A hand curls over my shoulder.

I don’t have to turn around to sense the calm, fatherly presence. Anguish flows through my core like lava, charring my insides, leaving me a husk of the woman I once was.

Chekiss lets out a breath, and it sounds like he’s crying.

I bite down, letting anger and guilt smother my soul. “I told him I didn’t forgive him.”

The memory of our last moments before the battle ring loudly in my head. The way he reached for my hands. The way Kane finally told me how he felt about our first kiss.

And I turned him away.

“He tried to ask for my forgiveness, and I told him I couldn’t. I needed more time.” My hands begin to shake, to summon heat, to lock up in frustration. “But there is no more time.”

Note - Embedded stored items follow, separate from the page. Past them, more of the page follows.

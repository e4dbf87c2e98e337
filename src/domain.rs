use chrono::{DateTime, Utc};
use serde::{Deserialize, Serialize};

#[derive(Debug, Clone, Default, Serialize, Deserialize)]
pub struct Workflow {
    pub id: i64,
    #[serde(default)]
    pub name: String,
}

#[derive(Debug, Clone, Default)]
pub struct ListWorkflowRunsOptions {
    pub status: String,
    pub branch: String,
    pub event: String,
    pub per_page: u32,
}

#[derive(Debug, Clone, Serialize, Deserialize)]
pub struct WorkflowRun {
    pub id: i64,
    #[serde(default)]
    pub html_url: String,
    #[serde(default)]
    pub head_sha: String,
    #[serde(default)]
    pub head_branch: String,
    #[serde(default)]
    pub event: String,
    pub created_at: DateTime<Utc>,
}

#[derive(Debug, Clone, Default)]
pub struct ListRunJobsOptions {
    pub per_page: u32,
}

#[derive(Debug, Clone, Default, Serialize, Deserialize)]
pub struct Job {
    pub id: i64,
    #[serde(default)]
    pub name: String,
    #[serde(default)]
    pub conclusion: String,
    #[serde(default)]
    pub runner_name: String,
    #[serde(skip)]
    pub runner_os: String,
    #[serde(default)]
    pub labels: Vec<String>,
}

/// One observed test failure instance. Immutable once created; identified by
/// `(fingerprint, run_id, job_id, test_name)`.
#[derive(Debug, Clone, Default, Serialize, Deserialize)]
pub struct Occurrence {
    pub repo: String,
    pub workflow: String,
    pub run_id: i64,
    pub run_url: String,
    pub head_sha: String,
    pub job_id: i64,
    pub job_name: String,
    pub runner_os: String,
    pub occurred_at: DateTime<Utc>,
    pub framework: String,
    pub test_name: String,
    pub error_signature: String,
    pub excerpt: String,
    pub fingerprint: String,
}

impl Occurrence {
    pub fn platform_bucket(&self) -> &str {
        &self.runner_os
    }
}

#[derive(Debug, Clone, Copy, PartialEq, Eq, Serialize, Deserialize)]
pub enum Class {
    #[serde(rename = "flaky-test")]
    FlakyTest,
    #[serde(rename = "infra-flake")]
    InfraFlake,
    #[serde(rename = "likely-regression")]
    LikelyRegression,
    #[serde(rename = "unknown")]
    Unknown,
}

impl Class {
    pub fn as_str(self) -> &'static str {
        match self {
            Class::FlakyTest => "flaky-test",
            Class::InfraFlake => "infra-flake",
            Class::LikelyRegression => "likely-regression",
            Class::Unknown => "unknown",
        }
    }
}

impl std::fmt::Display for Class {
    fn fmt(&self, f: &mut std::fmt::Formatter<'_>) -> std::fmt::Result {
        f.write_str(self.as_str())
    }
}

#[derive(Debug, Clone)]
pub struct Classification {
    pub class: Class,
    pub confidence: f64,
    pub explanation: String,
}

/// Lifecycle state of a fingerprint. The allowed edges live in
/// [`FingerprintState::can_transition_to`]; everything else is rejected by
/// the store.
#[derive(Debug, Clone, Copy, PartialEq, Eq, Hash, Default, Serialize, Deserialize)]
pub enum FingerprintState {
    #[default]
    #[serde(rename = "DISCOVERED")]
    Discovered,
    #[serde(rename = "ISSUE_OPEN")]
    IssueOpen,
    #[serde(rename = "TRIAGED")]
    Triaged,
    #[serde(rename = "WAITING_FOR_SIGNAL")]
    WaitingForSignal,
    #[serde(rename = "NEEDS_UPDATE")]
    NeedsUpdate,
    #[serde(rename = "APPROVED_TO_FIX")]
    ApprovedToFix,
    #[serde(rename = "PR_OPEN")]
    PrOpen,
    #[serde(rename = "PR_NEEDS_CHANGES")]
    PrNeedsChanges,
    #[serde(rename = "PR_UPDATING")]
    PrUpdating,
    #[serde(rename = "MERGED")]
    Merged,
    #[serde(rename = "CLOSED_WONTFIX")]
    ClosedWontFix,
}

impl FingerprintState {
    pub fn as_str(self) -> &'static str {
        match self {
            FingerprintState::Discovered => "DISCOVERED",
            FingerprintState::IssueOpen => "ISSUE_OPEN",
            FingerprintState::Triaged => "TRIAGED",
            FingerprintState::WaitingForSignal => "WAITING_FOR_SIGNAL",
            FingerprintState::NeedsUpdate => "NEEDS_UPDATE",
            FingerprintState::ApprovedToFix => "APPROVED_TO_FIX",
            FingerprintState::PrOpen => "PR_OPEN",
            FingerprintState::PrNeedsChanges => "PR_NEEDS_CHANGES",
            FingerprintState::PrUpdating => "PR_UPDATING",
            FingerprintState::Merged => "MERGED",
            FingerprintState::ClosedWontFix => "CLOSED_WONTFIX",
        }
    }

    /// Parses a stored state string. Empty input maps to `Discovered` so
    /// records written before the lifecycle columns existed keep working.
    pub fn parse(s: &str) -> Option<Self> {
        match s.trim() {
            "" | "DISCOVERED" => Some(FingerprintState::Discovered),
            "ISSUE_OPEN" => Some(FingerprintState::IssueOpen),
            "TRIAGED" => Some(FingerprintState::Triaged),
            "WAITING_FOR_SIGNAL" => Some(FingerprintState::WaitingForSignal),
            "NEEDS_UPDATE" => Some(FingerprintState::NeedsUpdate),
            "APPROVED_TO_FIX" => Some(FingerprintState::ApprovedToFix),
            "PR_OPEN" => Some(FingerprintState::PrOpen),
            "PR_NEEDS_CHANGES" => Some(FingerprintState::PrNeedsChanges),
            "PR_UPDATING" => Some(FingerprintState::PrUpdating),
            "MERGED" => Some(FingerprintState::Merged),
            "CLOSED_WONTFIX" => Some(FingerprintState::ClosedWontFix),
            _ => None,
        }
    }

    pub fn is_terminal(self) -> bool {
        matches!(self, FingerprintState::Merged | FingerprintState::ClosedWontFix)
    }

    /// The lifecycle transition table. Self-transitions are not listed here;
    /// callers treat them as silent no-ops.
    pub fn can_transition_to(self, next: FingerprintState) -> bool {
        use FingerprintState::*;
        matches!(
            (self, next),
            (Discovered, IssueOpen)
                | (IssueOpen, Triaged)
                | (IssueOpen, NeedsUpdate)
                | (Triaged, WaitingForSignal)
                | (Triaged, NeedsUpdate)
                | (WaitingForSignal, Triaged)
                | (WaitingForSignal, ApprovedToFix)
                | (WaitingForSignal, ClosedWontFix)
                | (WaitingForSignal, NeedsUpdate)
                | (NeedsUpdate, IssueOpen)
                | (ApprovedToFix, PrOpen)
                | (PrOpen, PrNeedsChanges)
                | (PrOpen, Merged)
                | (PrOpen, ClosedWontFix)
                | (PrNeedsChanges, PrUpdating)
                | (PrUpdating, PrOpen)
        )
    }
}

impl std::fmt::Display for FingerprintState {
    fn fmt(&self, f: &mut std::fmt::Formatter<'_>) -> std::fmt::Result {
        f.write_str(self.as_str())
    }
}

/// Durable per-fingerprint aggregate. Created on first discovery, mutated by
/// the discovery and interaction loops, never destroyed.
#[derive(Debug, Clone, Serialize, Deserialize)]
pub struct FingerprintRecord {
    pub fingerprint: String,
    pub fingerprint_version: String,
    pub repo: String,
    pub test_name: String,
    pub framework: String,
    pub class: String,
    pub confidence: f64,
    pub issue_number: i64,
    pub pr_number: i64,
    pub last_issue_comment_id: i64,
    pub last_pr_comment_id: i64,
    pub state: FingerprintState,
    pub state_changed_at: DateTime<Utc>,
    pub first_seen_at: DateTime<Utc>,
    pub last_seen_at: DateTime<Utc>,
}

impl Default for FingerprintRecord {
    fn default() -> Self {
        let epoch = DateTime::<Utc>::UNIX_EPOCH;
        FingerprintRecord {
            fingerprint: String::new(),
            fingerprint_version: String::new(),
            repo: String::new(),
            test_name: String::new(),
            framework: String::new(),
            class: String::new(),
            confidence: 0.0,
            issue_number: 0,
            pr_number: 0,
            last_issue_comment_id: 0,
            last_pr_comment_id: 0,
            state: FingerprintState::Discovered,
            state_changed_at: epoch,
            first_seen_at: epoch,
            last_seen_at: epoch,
        }
    }
}

#[derive(Debug, Clone, Default, Serialize, Deserialize)]
pub struct IssueLabel {
    #[serde(default)]
    pub name: String,
}

#[derive(Debug, Clone, Default, Serialize, Deserialize)]
pub struct Issue {
    pub number: i64,
    #[serde(default)]
    pub title: String,
    #[serde(default)]
    pub body: Option<String>,
    #[serde(default)]
    pub labels: Vec<IssueLabel>,
    #[serde(default)]
    pub state: String,
}

#[derive(Debug, Clone, Default)]
pub struct CreateIssueInput {
    pub title: String,
    pub body: String,
    pub labels: Vec<String>,
}

/// Partial issue update. `None` fields are left untouched upstream.
#[derive(Debug, Clone, Default)]
pub struct UpdateIssueInput {
    pub title: Option<String>,
    pub body: Option<String>,
    pub labels: Option<Vec<String>>,
    pub state: Option<String>,
}

#[derive(Debug, Clone, Default, Serialize, Deserialize)]
pub struct User {
    #[serde(default)]
    pub login: String,
}

#[derive(Debug, Clone, Default, Serialize, Deserialize)]
pub struct IssueComment {
    pub id: i64,
    #[serde(default)]
    pub body: String,
    #[serde(default)]
    pub user: User,
    #[serde(default)]
    pub created_at: Option<DateTime<Utc>>,
}

#[derive(Debug, Clone, Default)]
pub struct ListIssueCommentsOptions {
    pub per_page: u32,
}

#[derive(Debug, Clone, Default, Serialize, Deserialize)]
pub struct PrHead {
    #[serde(rename = "ref", default)]
    pub branch: String,
    #[serde(default)]
    pub sha: String,
}

#[derive(Debug, Clone, Default, Serialize, Deserialize)]
pub struct PullRequest {
    pub number: i64,
    #[serde(default)]
    pub html_url: String,
    #[serde(default)]
    pub state: String,
    #[serde(default)]
    pub merged: bool,
    #[serde(default)]
    pub merged_at: Option<DateTime<Utc>>,
    #[serde(default)]
    pub head: PrHead,
}

impl PullRequest {
    pub fn is_merged(&self) -> bool {
        self.merged || self.merged_at.is_some()
    }
}

#[derive(Debug, Clone, Default, Serialize, Deserialize)]
pub struct PullRequestReview {
    pub id: i64,
    #[serde(default)]
    pub state: String,
    #[serde(default)]
    pub body: String,
    #[serde(default)]
    pub user: User,
    #[serde(default)]
    pub submitted_at: Option<DateTime<Utc>>,
}

#[derive(Debug, Clone, Default, Serialize, Deserialize)]
pub struct CommitStatus {
    #[serde(default)]
    pub state: String,
    #[serde(default)]
    pub context: String,
    #[serde(default)]
    pub description: String,
    #[serde(default)]
    pub target_url: String,
    #[serde(default)]
    pub updated_at: Option<DateTime<Utc>>,
}

#[derive(Debug, Clone, Default, Serialize, Deserialize)]
pub struct CombinedStatus {
    #[serde(default)]
    pub state: String,
    #[serde(default)]
    pub statuses: Vec<CommitStatus>,
}

#[derive(Debug, Clone, Default)]
pub struct CreatePullRequestInput {
    pub title: String,
    pub head: String,
    pub base: String,
    pub body: String,
    pub draft: bool,
}

/// Everything the interaction loop learned about an open fix PR in one poll.
#[derive(Debug, Clone, Default)]
pub struct PrFeedback {
    pub pr_number: i64,
    pub pr_url: String,
    pub head_sha: String,
    pub changes_requested: Vec<PullRequestReview>,
    pub combined_status: CombinedStatus,
    pub latest_comment_id: i64,
    pub new_comments: Vec<IssueComment>,
}

impl PrFeedback {
    pub fn needs_update(&self) -> bool {
        if !self.new_comments.is_empty() || !self.changes_requested.is_empty() {
            return true;
        }
        self.combined_status.state == "failure" || self.combined_status.state == "error"
    }
}

/// True when a comment or body was authored by this bot.
pub fn is_managed_body(body: &str) -> bool {
    body.contains("<!-- FTC:")
}

#[cfg(test)]
mod tests {
    use super::*;

    #[test]
    fn transition_table_accepts_listed_edges() {
        use FingerprintState::*;
        let edges = [
            (Discovered, IssueOpen),
            (IssueOpen, Triaged),
            (IssueOpen, NeedsUpdate),
            (Triaged, WaitingForSignal),
            (WaitingForSignal, ApprovedToFix),
            (WaitingForSignal, ClosedWontFix),
            (NeedsUpdate, IssueOpen),
            (ApprovedToFix, PrOpen),
            (PrOpen, PrNeedsChanges),
            (PrOpen, Merged),
            (PrNeedsChanges, PrUpdating),
            (PrUpdating, PrOpen),
        ];
        for (from, to) in edges {
            assert!(from.can_transition_to(to), "{from} -> {to} should be allowed");
        }
    }

    #[test]
    fn transition_table_rejects_unlisted_edges() {
        use FingerprintState::*;
        let edges = [
            (Discovered, PrOpen),
            (WaitingForSignal, PrOpen),
            (Merged, PrOpen),
            (ClosedWontFix, Discovered),
            (PrOpen, ApprovedToFix),
            (IssueOpen, WaitingForSignal),
        ];
        for (from, to) in edges {
            assert!(!from.can_transition_to(to), "{from} -> {to} should be rejected");
        }
    }

    #[test]
    fn terminal_states_have_no_outgoing_edges() {
        use FingerprintState::*;
        let all = [
            Discovered,
            IssueOpen,
            Triaged,
            WaitingForSignal,
            NeedsUpdate,
            ApprovedToFix,
            PrOpen,
            PrNeedsChanges,
            PrUpdating,
            Merged,
            ClosedWontFix,
        ];
        for next in all {
            assert!(!Merged.can_transition_to(next));
            assert!(!ClosedWontFix.can_transition_to(next));
        }
    }

    #[test]
    fn state_round_trips_through_strings() {
        use FingerprintState::*;
        for state in [
            Discovered,
            IssueOpen,
            Triaged,
            WaitingForSignal,
            NeedsUpdate,
            ApprovedToFix,
            PrOpen,
            PrNeedsChanges,
            PrUpdating,
            Merged,
            ClosedWontFix,
        ] {
            assert_eq!(FingerprintState::parse(state.as_str()), Some(state));
        }
        assert_eq!(FingerprintState::parse(""), Some(Discovered));
        assert_eq!(FingerprintState::parse("NOT_A_STATE"), None);
    }

    #[test]
    fn merged_pr_detection() {
        let mut pr = PullRequest {
            merged: true,
            ..Default::default()
        };
        assert!(pr.is_merged());
        pr.merged = false;
        pr.merged_at = Some(Utc::now());
        assert!(pr.is_merged());
        pr.merged_at = None;
        assert!(!pr.is_merged());
    }

    #[test]
    fn feedback_needs_update_on_failure_status() {
        let mut fb = PrFeedback::default();
        assert!(!fb.needs_update());
        fb.combined_status.state = "failure".into();
        assert!(fb.needs_update());
        fb.combined_status.state = "success".into();
        assert!(!fb.needs_update());
        fb.new_comments.push(IssueComment::default());
        assert!(fb.needs_update());
    }
}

I look back at Chekiss and watch the tears fall silently down his soft cheeks.

“We didn’t have enough time,” I whisper, choking on the sobs that are clawing up my throat, fighting to escape the walls I’m trying desperately to put up.

Chekiss wraps his arms around me, pulling me into his warm embrace as his entire upper body trembles from a silent cry. He’s devastated for me.

“I’ll never forgive myself!” I weep into his warm chest, grabbing onto him like a child to her father after she falls and scrapes her knee. And I can’t let go. Because I’ll fall away, drift out to sea without a beacon to find my way home.